EUA classificam PCC e Comando Vermelho como organizações terroristas em contexto de Política Econômica EUA classificam PCC e Comando Vermelho como organizações terroristas em contexto de Política Econômica

EUA classificam PCC e Comando Vermelho como organizações terroristas

Governo dos EUA classifica PCC e Comando Vermelho como grupos terroristas, impondo bloqueio de bens e sanções financeiras internacionais ao Brasil.

O Departamento de Estado dos Estados Unidos anunciou, nesta quinta-feira (28), a classificação das facções brasileiras Primeiro Comando da Capital (PCC) e Comando Vermelho (CV) como “Terroristas Globais Especialmente Designados” e “Organizações Terroristas Estrangeiras”. A medida foi consolidada após articulações que incluíram uma reunião entre o senador Flávio Bolsonaro (PL-RJ) e o secretário de Estado norte-americano, Marco Rubio.

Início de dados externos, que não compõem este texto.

//! Error taxonomy for the learning core
//!
//! Validation preconditions fail fast with a typed error so the UI layer
//! decides messaging; nothing is silently swallowed.

use thiserror::Error;

/// Failures inside the persistence layer
#[derive(Debug, Error)]
pub enum StoreError {
    #[error("database error: {0}")]
    Sqlite(#[from] rusqlite::Error),

    #[error("failed to prepare data directory: {0}")]
    Io(#[from] std::io::Error),

    #[error("{what} not found")]
    NotFound { what: String },

    #[error("stored record is corrupt: {0}")]
    Corrupt(#[from] serde_json::Error),
}

impl StoreError {
    pub fn not_found(what: impl Into<String>) -> Self {
        Self::NotFound { what: what.into() }
    }
}

/// Failures raised by the engines
#[derive(Debug, Error)]
pub enum EngineError {
    /// Attempt started with zero lives; the caller must block it upstream
    #[error("no lives left")]
    InsufficientLives,

    /// The lesson already has a completed progress record
    #[error("lesson '{lesson}' is already completed")]
    AlreadyCompleted { lesson: String },

    /// A quiz command was issued in a phase or shape it does not allow
    #[error("invalid answer state: {0}")]
    InvalidAnswerState(String),

    /// A store call failed; session state stays usable, retry on next interaction
    #[error("persistence failed: {0}")]
    Persistence(#[from] StoreError),
}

Congelamento de ativos e sanções financeiras nos EUA

A nova designação impõe um cerco financeiro e jurídico rígido contra os grupos. Como “Terroristas Globais Especialmente Designados”, todos os bens e interesses das facções sob jurisdição dos EUA ficam imediatamente bloqueados. A classificação como “Organizações Terroristas Estrangeiras” torna ilegal fornecer qualquer tipo de apoio material ou recursos às facções, sob pena de severas sanções civis e criminais.

As restrições determinadas pelo governo norte-americano abrangem:

  • Congelamento de ativos financeiros em jurisdições conectadas ao sistema internacional
  • Proibição estrita de transações econômicas e doações
  • Vedação de entrada de membros ou representantes nosEUA, com possibilidade de deportação
  • Obrigação de que instituições financeiras relatem fundos ligados aos grupos ao Departamento do Tesouro

Gleisi Hoffmann critica possível interferência externa

A decisão gerou forte desconforto no Palácio do Planalto. A ministra das Relações Institucionais, Gleisi Hoffmann, afirmou que o governo brasileiro é terminantemente contra a equiparação feita pelos americanos. O argumento oficial é que o terrorismo, pela legislação internacional, possui fins políticos e ideológicos, o que poderia servir de justificativa para intervenções externas no território brasileiro.

Especialistas observam que a divergência ocorre pois a definição brasileira de terrorismo exige motivações políticas, ideológicas ou religiosas. Em contrapartida, a legislação dos EUA é mais ampla, permitindo que o Poder Executivo classifique grupos baseando-se em ameaças à segurança nacional e ao tráfico de drogas. O desafio para o Brasil reside em tratar o tema como crime organizado transnacional, sem abrir margem para que a classificação estrangeira amplie a influência de outros países na gestão da segurança pública nacional.